22 января нам сообщили следующее: каждый, кто может пройти не менее тридцати километров в день, должен доложить об этом старосте блока. Мы долго сидели и прикидывали так и этак. Что разумнее? Эвакуация означает смерть — это мы все хорошо понимали. А с другой стороны, нацисты уж наверняка постараются уничтожить всех оставшихся в лагере заключённых. Мы принимали то одно решение, то другое, и так до бесконечности. В конце концов около двух десятков датчан решили остаться. Кроме того, с десяток датчан ещё не вернулось из Розенберга, куда их послали с рабочей командой.
Вечером нас построили. Вся территория лагеря была покрыта толстым слоем снега. Стояли сильные морозы, но ветра не было. Датчане должны были идти вместе с 8-м блоком — в физическом отношении это были два самых сильных блока. Мы стояли и ждали. Стояли уже несколько часов. До нас доносился отдалённый грохот орудий. На этот раз он был ближе, чем обычно.
Потом нас загнали обратно в бараки. Мы снова раскрыли рюкзаки и вытащили одеяла. Прошло 23 января, потом 24-е. Всё оставалось по-прежнему.

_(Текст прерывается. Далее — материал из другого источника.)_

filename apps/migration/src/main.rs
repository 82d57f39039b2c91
//! Migration CLI tool.

use sea_orm_migration::prelude::*;

#[tokio::main]
async fn main() {
    dotenvy::dotenv().ok();

    tracing_subscriber::fmt()
        .with_env_filter(
            tracing_subscriber::EnvFilter::try_from_default_env()
                .unwrap_or_else(|_| tracing_subscriber::EnvFilter::new("info")),
        )
        .init();

    cli::run_cli(migration::Migrator).await;
}
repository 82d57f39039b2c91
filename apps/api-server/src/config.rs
//! Application configuration loaded from environment variables.

use std::env;
use std::str::FromStr;
use std::time::Duration;

use quill_core::query::DEFAULT_PAGE_SIZE;
use quill_infra::DatabaseConfig;

use crate::telemetry::TelemetryConfig;

/// Application configuration.
#[derive(Debug, Clone)]
pub struct AppConfig {
    pub host: String,
    pub port: u16,
    pub database: Option<DatabaseConfig>,
    /// Posts per listing page.
    pub page_size: u64,
    /// Origin used for absolute URLs, e.g. `https://blog.example.com`.
    /// Derived from each request's connection info when unset.
    pub public_base_url: Option<String>,
    pub telemetry: TelemetryConfig,
}

impl AppConfig {
    /// Load configuration from environment variables.
    pub fn from_env() -> Self {
        Self::from_lookup(|key| env::var(key).ok())
    }

    /// Load configuration through an arbitrary variable lookup.
    pub fn from_lookup(lookup: impl Fn(&str) -> Option<String>) -> Self {
        let database = lookup("DATABASE_URL")
            .filter(|url| !url.trim().is_empty())
            .map(|url| DatabaseConfig {
                url,
                max_connections: parsed(&lookup, "DB_MAX_CONNECTIONS").unwrap_or(20),
                min_connections: parsed(&lookup, "DB_MIN_CONNECTIONS").unwrap_or(2),
                connect_timeout: Duration::from_secs(
                    parsed(&lookup, "DB_CONNECT_TIMEOUT_SECS").unwrap_or(10),
                ),
            });

        Self {
            host: lookup("HOST").unwrap_or_else(|| "127.0.0.1".to_string()),
            port: parsed(&lookup, "PORT").unwrap_or(8080),
            database,
            page_size: parsed(&lookup, "PAGE_SIZE")
                .filter(|size: &u64| *size > 0)
                .unwrap_or(DEFAULT_PAGE_SIZE),
            public_base_url: lookup("PUBLIC_BASE_URL")
                .map(|url| url.trim().trim_end_matches('/').to_string())
                .filter(|url| !url.is_empty()),
            telemetry: TelemetryConfig::from_lookup(&lookup),
        }
    }
}

fn parsed<T: FromStr>(lookup: &impl Fn(&str) -> Option<String>, key: &str) -> Option<T> {
    lookup(key).and_then(|s| s.trim().parse().ok())
}

#[cfg(test)]
mod tests {
    use std::collections::HashMap;

    use super::*;

    fn config(vars: &[(&str, &str)]) -> AppConfig {
        let vars: HashMap<String, String> = vars
            .iter()
            .map(|(k, v)| (k.to_string(), v.to_string()))
            .collect();
        AppConfig::from_lookup(|key| vars.get(key).cloned())
    }

    #[test]
    fn test_defaults() {
        let config = config(&[]);
        assert_eq!(config.host, "127.0.0.1");
        assert_eq!(config.port, 8080);
        assert!(config.database.is_none());
        assert_eq!(config.page_size, 20);
        assert!(config.public_base_url.is_none());
        assert!(!config.telemetry.json_logs);
    }

    #[test]
    fn test_overrides() {
        let config = config(&[
            ("HOST", "0.0.0.0"),
            ("PORT", "9000"),
            ("DATABASE_URL", "postgres://quill@localhost/quill"),
            ("DB_MAX_CONNECTIONS", "50"),
            ("PAGE_SIZE", "5"),
            ("PUBLIC_BASE_URL", "https://blog.example.com/"),
            ("LOG_FORMAT", "JSON"),
        ]);
        assert_eq!(config.host, "0.0.0.0");
        assert_eq!(config.port, 9000);
        let db = config.database.unwrap();
        assert_eq!(db.max_connections, 50);
        assert_eq!(db.min_connections, 2);
        assert_eq!(config.page_size, 5);
        assert_eq!(config.public_base_url.as_deref(), Some("https://blog.example.com"));
        assert!(config.telemetry.json_logs);
    }

    #[test]
    fn test_invalid_values_fall_back() {
        let config = config(&[("PORT", "http"), ("PAGE_SIZE", "0"), ("DATABASE_URL", " ")]);
        assert_eq!(config.port, 8080);
        assert_eq!(config.page_size, 20);
        assert!(config.database.is_none());
    }
}
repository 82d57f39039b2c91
//! Persisting demo content through the post service.

use std::sync::Arc;

use chrono::{DateTime, Utc};
use quill_core::DomainError;
use quill_core::domain::{Author, PostStatus};
use quill_core::ports::{AuthorRepository, BaseRepository, PostRepository};
use quill_core::services::{NewPost, PostService};
use rand::Rng;

use crate::demo::{self, AUTHORS};

/// Counts reported after a run.
#[derive(Debug, Default, Clone, Copy, PartialEq, Eq)]
pub struct SeedSummary {
    pub authors_created: usize,
    pub published: usize,
    pub drafts: usize,
    pub cleared: u64,
}

pub struct Seeder {
    service: PostService,
    posts: Arc<dyn PostRepository>,
    authors: Arc<dyn AuthorRepository>,
}

impl Seeder {
    pub fn new(posts: Arc<dyn PostRepository>, authors: Arc<dyn AuthorRepository>) -> Self {
        Self {
            service: PostService::new(posts.clone(), authors.clone()),
            posts,
            authors,
        }
    }

    /// Look up the demo authors, creating any that are missing.
    async fn ensure_authors(&self, summary: &mut SeedSummary) -> Result<Vec<Author>, DomainError> {
        let mut authors = Vec::with_capacity(AUTHORS.len());
        for (username, email, first_name, last_name) in AUTHORS {
            let author = match self.authors.find_by_username(username).await? {
                Some(existing) => existing,
                None => {
                    let created = self
                        .authors
                        .save(Author::new(username, first_name, last_name, email))
                        .await?;
                    tracing::info!(username, "Created author");
                    summary.authors_created += 1;
                    created
                }
            };
            authors.push(author);
        }
        Ok(authors)
    }

    /// Create `count` posts, optionally removing existing posts first.
    pub async fn run(
        &self,
        count: usize,
        clear: bool,
        rng: &mut impl Rng,
        now: DateTime<Utc>,
    ) -> Result<SeedSummary, DomainError> {
        let mut summary = SeedSummary::default();
        if clear {
            tracing::info!("Clearing existing posts...");
            summary.cleared = self.service.clear().await?;
        }

        let authors = self.ensure_authors(&mut summary).await?;

        for n in 1..=count {
            let demo = demo::generate(rng, now);
            let slug = self.service.available_slug(&demo.title).await?;
            let mut post = self
                .service
                .create(NewPost {
                    author_id: authors[demo.author].id,
                    title: demo.title,
                    slug: Some(slug),
                    body: demo.body,
                    status: demo.status,
                })
                .await?;

            // Backdate; the service stamps everything with the current time.
            post.created_at = demo.created_at;
            post.updated_at = demo.published_at.unwrap_or(demo.created_at);
            post.published_at = demo.published_at;
            self.posts.save(post).await?;

            match demo.status {
                PostStatus::Published => summary.published += 1,
                _ => summary.drafts += 1,
            }
            if n % 5 == 0 {
                tracing::info!("Created {} posts...", n);
            }
        }

        Ok(summary)
    }
}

И вот наступило 25 января. Всех, кто изъявил желание эвакуироваться или был отобран старостой блока, выстроили на главной лагерной улице. Во многих блоках не осталось ни одного человека, отказавшегося от эвакуации. Нам роздали по кусочку хлеба, кусочку сыра величиной со спичечную коробку и по крошечному кусочку маргарина. Это был весь наш походный паёк. Почти все заключённые съели и хлеб, и сыр, и маргарин ещё до того, как вышли из лагеря. Мы, датчане, оказались в несколько лучшем положении. Нам только что принесли посылки от Красного Креста; содержимое этих посылок мы запаковали в рюкзаки, которые были почти у всех датчан. Незадолго до этого заключённые обчистили склад военных рюкзаков, и мы выменяли у них рюкзаки на хлеб.
В мужском лагере находилось примерно двадцать — двадцать пять тысяч человек. Первая партия заключённых, покидающих лагерь, насчитывала около пятнадцати тысяч человек. В Штутгофе остались больные, женщины, евреи; остались и десятки тысяч умирающих еврейских женщин. Мне рассказали впоследствии, что в последние дни Штутгофа тех из них, кто не умер, эсэсовцы сожгли вместе с бараками.
Стояли лютые холода, главная лагерная улица была гладкая, как зеркало., В последний раз наша колонна, которая по счёту была шестой или седьмой, прошла через главные ворота, причём команды «снять шапки» так и не последовало.
Штутгоф был при последнем издыхании.
Во главе нашей колонны шагали датчане и самые крепкие поляки из 5-го блока. Когда мы вышли из ворот, нас пересчитали: в колонне было 1198 заключённых.
В последний раз мы прошли мимо нового плаца для поверок, где несколько месяцев подряд лежали еврейские женщины; мимо караульного помещения, над которым всё ещё развевался чёрный пиратский флаг с черепом и скрещёнными костями; мимо главного здания, покрытого маскировочными сетями; мимо 16-комнатной виллы коменданта, откуда он перед самым рождеством поспешно эвакуировал семью. Штутгоф остался позади, его мы больше не увидим.
На дороге лежал глубокий снег, утоптанный идущими впереди колоннами. Сначала мы шли довольно быстро. Нас подгоняли эсэсовцы, да и нам самим хотелось немного согреться, ведь мы несколько часов мёрзли на улице, ожидая начала эвакуации.
Конвой состоял из десяти-двенадцати рядовых эсэсовцев, вооружённых винтовками и автоматами; лишь у одного был ручной пулемёт. Колонной командовал наш последний начальник блока, старый шарфюрер, который прибыл в лагерь месяца два назад. Мы звали его «der alte Фриц»[33]. Во всей немецкой армии трудно было найти более глупого и самодовольного солдафона.
Вскоре мы догнали другую колонну. Но это были не заключённые Штутгофа, а мальчики из гитлерюгенда в форме и с винтовками на ремне. Им было от пятнадцати до семнадцати лет. Они отступали.